JP2003034865A - Hard carbon film, method and apparatus for manufacturing the same and application thereof - Google Patents

Abstract

PROBLEM TO BE SOLVED: To provide a hard carbon film, a method and an apparatus for manu facturing the same and applications thereof. SOLUTION: The method for manufacturing the hard carbon film comprising, generating carbide ions, drawing them from an ion source, mass separating them, converging them, deflecting and decelerating them, and depositing them on a substrate, is characterized by the vacuum degree in a vacuum vessel for depositing carbide ions on the substrate of 1×10<-6> Pa or less, and the energy of carbide ions depositing on the substrate of 50-150 eV. The hard carbon film is characterized by being manufactured with the above method.

Description

Detailed Description of the Invention

[0001]

BACKGROUND OF THE INVENTION 1. Field of the Invention The present invention relates to a hard material used as a surface protection film for sliding parts, magnetic recording media, tools and the like, and more particularly to a hard material having excellent sliding resistance and high hardness.

[0002]

2. Description of the Related Art Hard materials used as surface protection films for sliding parts, magnetic recording media, tools, etc. include titanium nitride, zirconium nitride, boron nitride, nitride-based thin films such as silicon nitride, and silicon carbide, A carbide-based thin film such as boron carbide, titanium carbide, or tungsten carbide is used. A conventional technique for producing a surface protective film is described in Ceramic Coating (Hiromitsu Takeda, Nikkan Kogyo Shimbun, 1988). In recent years, a diamond-like carbon film containing a large amount of carbon sp3 bonds has also come to be used as a surface protective film. Prior art on diamond-like carbon film is described in Journal of Vacuum Science Technology, Volume A5, 3287-3312 (1987).

[0003]

When the conventional hard material is used for the surface protection film of sliding parts, magnetic recording media, tools, etc., there is a problem that the protection film is worn out and disappears after a long period of use. is there. In order to solve this problem, a material having a hardness higher than that of a conventional hard material and excellent in sliding resistance may be used. The material showing the maximum hardness is diamond, but when used in the surface protection film in the conventional technology,
The diamond film becomes a polycrystalline film and has a problem that the surface flatness is poor and the diamond film does not show good wear characteristics.

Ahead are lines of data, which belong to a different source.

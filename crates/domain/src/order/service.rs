//! Order service providing the create/read/update/delete/list operations.

use std::sync::Arc;

use common::{EntityId, IdGenerator};
use entity_store::SharedStore;

use super::{Order, OrderStatus, rules};
use crate::error::{DomainError, record_rejection};
use crate::validation::Payload;

/// Service for managing orders.
///
/// Validation and mutation of one request happen under a single store write
/// guard, so the state a rule sees is the state the mutation applies to.
pub struct OrderService<G: IdGenerator> {
    store: SharedStore<Order>,
    ids: Arc<G>,
}

impl<G: IdGenerator> OrderService<G> {
    /// Creates a new order service over a shared store.
    pub fn new(store: SharedStore<Order>, ids: Arc<G>) -> Self {
        Self { store, ids }
    }

    /// Returns the underlying store handle.
    pub fn store(&self) -> &SharedStore<Order> {
        &self.store
    }

    /// Validates the payload and stores an order under a fresh id.
    #[tracing::instrument(skip(self, payload))]
    pub async fn create(&self, payload: &Payload) -> Result<Order, DomainError> {
        let fields = rules::validate_create(payload).inspect_err(record_rejection)?;
        let order = Order::new(self.ids.next_id(), fields);

        let mut store = self.store.write().await;
        let order = store.append(order).clone();

        metrics::counter!("orders_created_total").increment(1);
        tracing::info!(order_id = %order.id(), status = %order.status(), "order created");
        Ok(order)
    }

    /// Returns the order with this id.
    #[tracing::instrument(skip(self))]
    pub async fn get(&self, order_id: &EntityId) -> Result<Order, DomainError> {
        let store = self.store.read().await;
        rules::find(&store, order_id)
            .cloned()
            .inspect_err(record_rejection)
    }

    /// Validates the payload and replaces the stored order's fields.
    #[tracing::instrument(skip(self, payload))]
    pub async fn update(
        &self,
        order_id: &EntityId,
        payload: &Payload,
    ) -> Result<Order, DomainError> {
        let mut store = self.store.write().await;
        let fields =
            rules::validate_update(&store, order_id, payload).inspect_err(record_rejection)?;

        let order = store
            .replace_fields(order_id, fields)
            .cloned()
            .ok_or_else(|| DomainError::NotFound {
                entity: "Order",
                id: order_id.clone(),
            })?;

        metrics::counter!("orders_updated_total").increment(1);
        tracing::info!(%order_id, status = %order.status(), "order updated");
        Ok(order)
    }

    /// Removes a pending order.
    #[tracing::instrument(skip(self))]
    pub async fn delete(&self, order_id: &EntityId) -> Result<(), DomainError> {
        let mut store = self.store.write().await;
        rules::validate_delete(&store, order_id).inspect_err(record_rejection)?;
        store.remove(order_id);

        metrics::counter!("orders_deleted_total").increment(1);
        tracing::info!(%order_id, "order deleted");
        Ok(())
    }

    /// Returns every order in insertion order.
    #[tracing::instrument(skip(self))]
    pub async fn list(&self) -> Vec<Order> {
        self.store.read().await.list().to_vec()
    }

    /// Returns the orders currently in `status`, in insertion order.
    #[tracing::instrument(skip(self))]
    pub async fn list_by_status(&self, status: OrderStatus) -> Vec<Order> {
        self.store
            .read()
            .await
            .list()
            .iter()
            .filter(|order| order.status() == status)
            .cloned()
            .collect()
    }
}
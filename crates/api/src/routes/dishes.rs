//! Dish endpoints. Dishes have no delete route.

use std::sync::Arc;

use axum::Json;
use axum::extract::rejection::JsonRejection;
use axum::extract::{Path, State};
use axum::http::StatusCode;
use common::{EntityId, IdGenerator};
use domain::Dish;

use super::{AppState, DataResponse, RequestBody, payload};
use crate::error::ApiError;

/// GET /dishes: list every dish in insertion order.
#[tracing::instrument(skip(state))]
pub async fn list<G: IdGenerator>(
    State(state): State<Arc<AppState<G>>>,
) -> Json<DataResponse<Vec<Dish>>> {
    DataResponse::new(state.dishes.list().await)
}

/// POST /dishes: create a dish.
#[tracing::instrument(skip(state, body))]
pub async fn create<G: IdGenerator>(
    State(state): State<Arc<AppState<G>>>,
    body: Result<Json<RequestBody>, JsonRejection>,
) -> Result<(StatusCode, Json<DataResponse<Dish>>), ApiError> {
    let payload = payload(body)?;
    let dish = state.dishes.create(&payload).await?;
    Ok((StatusCode::CREATED, DataResponse::new(dish)))
}

/// GET /dishes/{dish_id}: read one dish.
#[tracing::instrument(skip(state))]
pub async fn get<G: IdGenerator>(
    State(state): State<Arc<AppState<G>>>,
    Path(dish_id): Path<String>,
) -> Result<Json<DataResponse<Dish>>, ApiError> {
    let dish = state.dishes.get(&EntityId::from(dish_id)).await?;
    Ok(DataResponse::new(dish))
}

/// PUT /dishes/{dish_id}: replace a dish's fields.
#[tracing::instrument(skip(state, body))]
pub async fn update<G: IdGenerator>(
    State(state): State<Arc<AppState<G>>>,
    Path(dish_id): Path<String>,
    body: Result<Json<RequestBody>, JsonRejection>,
) -> Result<Json<DataResponse<Dish>>, ApiError> {
    let payload = payload(body)?;
    let dish = state
        .dishes
        .update(&EntityId::from(dish_id), &payload)
        .await?;
    Ok(DataResponse::new(dish))
}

Therefore, in the prior art, a carbon thin film having an amorphous structure is formed as a hard film by sputtering or chemical reaction vapor deposition. However, the carbon thin film obtained by the conventional technology is
Since there are sp ² bonds and sp bonds other than sp ³ bonds between carbon atoms, there is a problem that sufficient hardness is not exhibited. Therefore, there has been a demand for a technique for forming a carbon thin film having high hardness by forming many sp3 bonds, which are diamond bonds, between carbon atoms.

[0004]

In order to solve the above problems, the present invention uses a manufacturing apparatus in which only carbon ions are used to control the ion energy to an arbitrary value and the carbon ions are deposited on a substrate. A carbon thin film is produced at a vacuum degree of 10 ⁻⁶ Pa or less, preferably 10 ⁻⁷ Pa or less, and energy of 50 to 150 eV. According to this method, sp3 covalent bonds can be stably generated between carbon atoms, and an excellent hard material that is superior to the conventional technique can be realized.

[0005]

BEST MODE FOR CARRYING OUT THE INVENTION^Three
To make a high hardness carbon material with dynamic bonding
Came. As a result, from an ion source that produces carbon ions
Extraction of ions, only carbon ions by mass separation device
Ions by space charge are selected by the ion focusing mechanism.
Divergence of ions and the charge exchange action by the ion deflection mechanism.
After removing the high-speed carbon neutral particles generated by
In the inside of the carbon
We devised a manufacturing device that deposits ions on a substrate. This device
According to the results, an ion conduction density of 0.2 mA / cm2 or more was obtained.
It was Set the degree of vacuum in the vacuum container to 10-7 Pa or less and stack it on the substrate.
When the accumulated carbon ion energy is 50 to 150 eV,
Sp between carbon atoms^ThreeThat the stable bond is formed stably
I put it out. According to the prior art, sp between carbon atoms^ThreeJoin effect
Difficult to form efficiently, sp-joins and sp ^TwoJoin
Only carbon material containing a large amount could be produced. But the book
According to the invention, a strong sp between carbon atoms^ThreeBond formed
, Sp^ThreeA carbon film with a bond ratio of 85% or more is obtained.
Hardness is 80 GPa, friction coefficient is 0.1 or less, specific wear amount is 10^-8Less than
A carbon material with more mechanical properties than the conventional technology has been realized.
It

[0006]

EXAMPLES Examples in which the present invention is embodied will be described, but it goes without saying that the present invention is not limited to these.

[0007]

Example 1 Ion source for producing carbon ions, mechanism for extracting ions from the ion source, ion mass separation mechanism, ion focusing mechanism, ion deflection mechanism, ion deceleration mechanism, and vacuum container for depositing carbon ions on a substrate A manufacturing apparatus consisting of A sector type electromagnet was used as the ion mass separation mechanism, and an electromagnetic lens consisting of three quadrupole electromagnets was used as the ion focusing mechanism. A sector type electromagnet was used as the ion deflection mechanism, and an electrode forming an electrostatic field was used as the ion deceleration mechanism. Two cryopumps were attached to the ion source part, one between the mass separation mechanism and the ion focusing mechanism, one between the ion focusing mechanism and the ion deflection mechanism, and one in the vacuum container part. An exhaust mechanism consisting of a rotary pump and a turbo molecular pump was attached as a pump, and vacuum exhaust was performed. With these vacuum exhaust mechanisms, after the ultimate vacuum is reached, 3 × 10 ^-8 P in the vacuum container
a, 8 × 10 ^-7 Pa for the ion deflection mechanism and 5 × 10 ^-5 Pa for the mass separation mechanism.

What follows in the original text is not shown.